Activity:
What is the number of lines below that contain the string "RealtimeConfig"? Give it and nothing else.

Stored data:
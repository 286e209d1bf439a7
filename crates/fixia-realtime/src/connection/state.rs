//! Connection state machine states

use serde::{Deserialize, Serialize};

/// Where the connection session currently is
///
/// Transitions:
/// - `Idle -> Probing` on `connect()`
/// - `Probing -> Idle` on probe failure; `Probing -> Connecting` on success
/// - `Connecting -> Connected` on the transport's connect event
/// - `Connected -> ReconnectScheduled` on a retryable drop
/// - `Connected -> Disconnected` on a terminal drop
/// - `ReconnectScheduled -> Probing` when the timer fires under the cap
/// - `ReconnectScheduled -> Disconnected` once the cap is hit
/// - any state `-> Idle` on `disconnect()`
#[derive(Debug, Clone, Copy, PartialEq, Eq, Serialize, Deserialize)]
pub enum ConnectionState {
    /// No session; nothing scheduled
    Idle,
    /// Liveness probe in flight
    Probing,
    /// Probe passed, transport handshake settling
    Connecting,
    /// Transport is live
    Connected,
    /// Waiting out the backoff delay before the next attempt
    ReconnectScheduled,
    /// Gave up (terminal drop or retries exhausted); only an explicit
    /// `connect()` leaves this state
    Disconnected,
}

impl ConnectionState {
    /// Whether a connect attempt is currently in flight
    #[must_use]
    pub const fn is_attempting(self) -> bool {
        matches!(self, Self::Probing | Self::Connecting)
    }
}

impl std::fmt::Display for ConnectionState {
    fn fmt(&self, f: &mut std::fmt::Formatter<'_>) -> std::fmt::Result {
        match self {
            Self::Idle => write!(f, "idle"),
            Self::Probing => write!(f, "probing"),
            Self::Connecting => write!(f, "connecting"),
            Self::Connected => write!(f, "connected"),
            Self::ReconnectScheduled => write!(f, "reconnect-scheduled"),
            Self::Disconnected => write!(f, "disconnected"),
        }
    }
}
//! Application configuration structs
//!
//! Loads configuration from environment variables (with `.env` support).

use serde::Deserialize;
use std::env;
use std::time::Duration;

/// Main application configuration
#[derive(Debug, Clone, Deserialize)]
pub struct AppConfig {
    pub app: AppSettings,
    pub realtime: RealtimeConfig,
}

/// General application settings
#[derive(Debug, Clone, Deserialize)]
pub struct AppSettings {
    #[serde(default = "default_app_name")]
    pub name: String,
    #[serde(default = "default_env")]
    pub env: Environment,
}

/// Environment type
#[derive(Debug, Clone, Copy, PartialEq, Eq, Deserialize, Default)]
#[serde(rename_all = "lowercase")]
pub enum Environment {
    #[default]
    Development,
    Staging,
    Production,
}

impl Environment {
    #[must_use]
    pub fn is_production(&self) -> bool {
        matches!(self, Self::Production)
    }

    #[must_use]
    pub fn is_development(&self) -> bool {
        matches!(self, Self::Development)
    }
}

/// Which transport backend the connection manager should use
///
/// `Disabled` is for headless contexts (cron jobs, CI) where opening a
/// realtime channel makes no sense; callers still get a connected no-op
/// handle so the rest of the code path is identical.
#[derive(Debug, Clone, Copy, PartialEq, Eq, Deserialize, Default)]
#[serde(rename_all = "lowercase")]
pub enum TransportMode {
    #[default]
    Network,
    Disabled,
}

/// Realtime connection configuration
#[derive(Debug, Clone, Deserialize)]
pub struct RealtimeConfig {
    /// Base URL of the backend, e.g. `https://api.fixia.app`
    pub endpoint: String,
    #[serde(default = "default_health_path")]
    pub health_path: String,
    #[serde(default = "default_websocket_path")]
    pub websocket_path: String,
    #[serde(default = "default_poll_path")]
    pub poll_path: String,
    #[serde(default = "default_probe_timeout_ms")]
    pub probe_timeout_ms: u64,
    #[serde(default = "default_connect_timeout_ms")]
    pub connect_timeout_ms: u64,
    #[serde(default = "default_max_reconnect_attempts")]
    pub max_reconnect_attempts: u32,
    #[serde(default = "default_backoff_base_ms")]
    pub backoff_base_ms: u64,
    #[serde(default = "default_backoff_factor")]
    pub backoff_factor: f64,
    #[serde(default = "default_backoff_max_ms")]
    pub backoff_max_ms: u64,
    #[serde(default)]
    pub transport_mode: TransportMode,
}

impl RealtimeConfig {
    /// URL of the liveness probe endpoint
    #[must_use]
    pub fn health_url(&self) -> String {
        format!("{}{}", self.endpoint.trim_end_matches('/'), self.health_path)
    }

    /// URL of the websocket endpoint, with the scheme rewritten to ws/wss
    #[must_use]
    pub fn websocket_url(&self) -> String {
        let base = self.endpoint.trim_end_matches('/');
        let base = if let Some(rest) = base.strip_prefix("https://") {
            format!("wss://{rest}")
        } else if let Some(rest) = base.strip_prefix("http://") {
            format!("ws://{rest}")
        } else {
            base.to_string()
        };
        format!("{base}{}", self.websocket_path)
    }

    /// URL of the long-poll fallback endpoint
    #[must_use]
    pub fn poll_url(&self) -> String {
        format!("{}{}", self.endpoint.trim_end_matches('/'), self.poll_path)
    }

    #[must_use]
    pub fn probe_timeout(&self) -> Duration {
        Duration::from_millis(self.probe_timeout_ms)
    }

    #[must_use]
    pub fn connect_timeout(&self) -> Duration {
        Duration::from_millis(self.connect_timeout_ms)
    }
}

// Default value functions
fn default_app_name() -> String {
    "fixia-realtime".to_string()
}

fn default_env() -> Environment {
    Environment::Development
}

fn default_health_path() -> String {
    "/health".to_string()
}

fn default_websocket_path() -> String {
    "/realtime".to_string()
}

fn default_poll_path() -> String {
    "/realtime/poll".to_string()
}

fn default_probe_timeout_ms() -> u64 {
    5_000
}

fn default_connect_timeout_ms() -> u64 {
    20_000
}

fn default_max_reconnect_attempts() -> u32 {
    5
}

fn default_backoff_base_ms() -> u64 {
    1_000
}

fn default_backoff_factor() -> f64 {
    2.0
}

fn default_backoff_max_ms() -> u64 {
    10_000
}

impl AppConfig {
    /// Load configuration from environment variables
    ///
    /// # Errors
    /// Returns an error if required environment variables are missing
    pub fn from_env() -> Result<Self, ConfigError> {
        // Load .env file if present (ignore errors if not found)
        let _ = dotenvy::dotenv();

        Ok(Self {
            app: AppSettings {
                name: env::var("APP_NAME").unwrap_or_else(|_| default_app_name()),
                env: env::var("APP_ENV")
                    .ok()
                    .and_then(|s| match s.to_lowercase().as_str() {
                        "production" => Some(Environment::Production),
                        "staging" => Some(Environment::Staging),
                        "development" => Some(Environment::Development),
                        _ => None,
                    })
                    .unwrap_or_default(),
            },
            realtime: RealtimeConfig {
                endpoint: env::var("FIXIA_ENDPOINT")
                    .map_err(|_| ConfigError::MissingVar("FIXIA_ENDPOINT"))?,
                health_path: env::var("FIXIA_HEALTH_PATH")
                    .unwrap_or_else(|_| default_health_path()),
                websocket_path: env::var("FIXIA_WEBSOCKET_PATH")
                    .unwrap_or_else(|_| default_websocket_path()),
                poll_path: env::var("FIXIA_POLL_PATH").unwrap_or_else(|_| default_poll_path()),
                probe_timeout_ms: env::var("FIXIA_PROBE_TIMEOUT_MS")
                    .ok()
                    .and_then(|s| s.parse().ok())
                    .unwrap_or_else(default_probe_timeout_ms),
                connect_timeout_ms: env::var("FIXIA_CONNECT_TIMEOUT_MS")
                    .ok()
                    .and_then(|s| s.parse().ok())
                    .unwrap_or_else(default_connect_timeout_ms),
                max_reconnect_attempts: env::var("FIXIA_MAX_RECONNECT_ATTEMPTS")
                    .ok()
                    .and_then(|s| s.parse().ok())
                    .unwrap_or_else(default_max_reconnect_attempts),
                backoff_base_ms: env::var("FIXIA_BACKOFF_BASE_MS")
                    .ok()
                    .and_then(|s| s.parse().ok())
                    .unwrap_or_else(default_backoff_base_ms),
                backoff_factor: env::var("FIXIA_BACKOFF_FACTOR")
                    .ok()
                    .and_then(|s| s.parse().ok())
                    .unwrap_or_else(default_backoff_factor),
                backoff_max_ms: env::var("FIXIA_BACKOFF_MAX_MS")
                    .ok()
                    .and_then(|s| s.parse().ok())
                    .unwrap_or_else(default_backoff_max_ms),
                transport_mode: env::var("FIXIA_TRANSPORT")
                    .ok()
                    .and_then(|s| match s.to_lowercase().as_str() {
                        "network" => Some(TransportMode::Network),
                        "disabled" => Some(TransportMode::Disabled),
                        _ => None,
                    })
                    .unwrap_or_default(),
            },
        })
    }
}

/// Configuration errors
#[derive(Debug, thiserror::Error)]
pub enum ConfigError {
    #[error("Missing required environment variable: {0}")]
    MissingVar(&'static str),

    #[error("Invalid value for {0}: {1}")]
    InvalidValue(&'static str, String),
}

Exercise solution:
4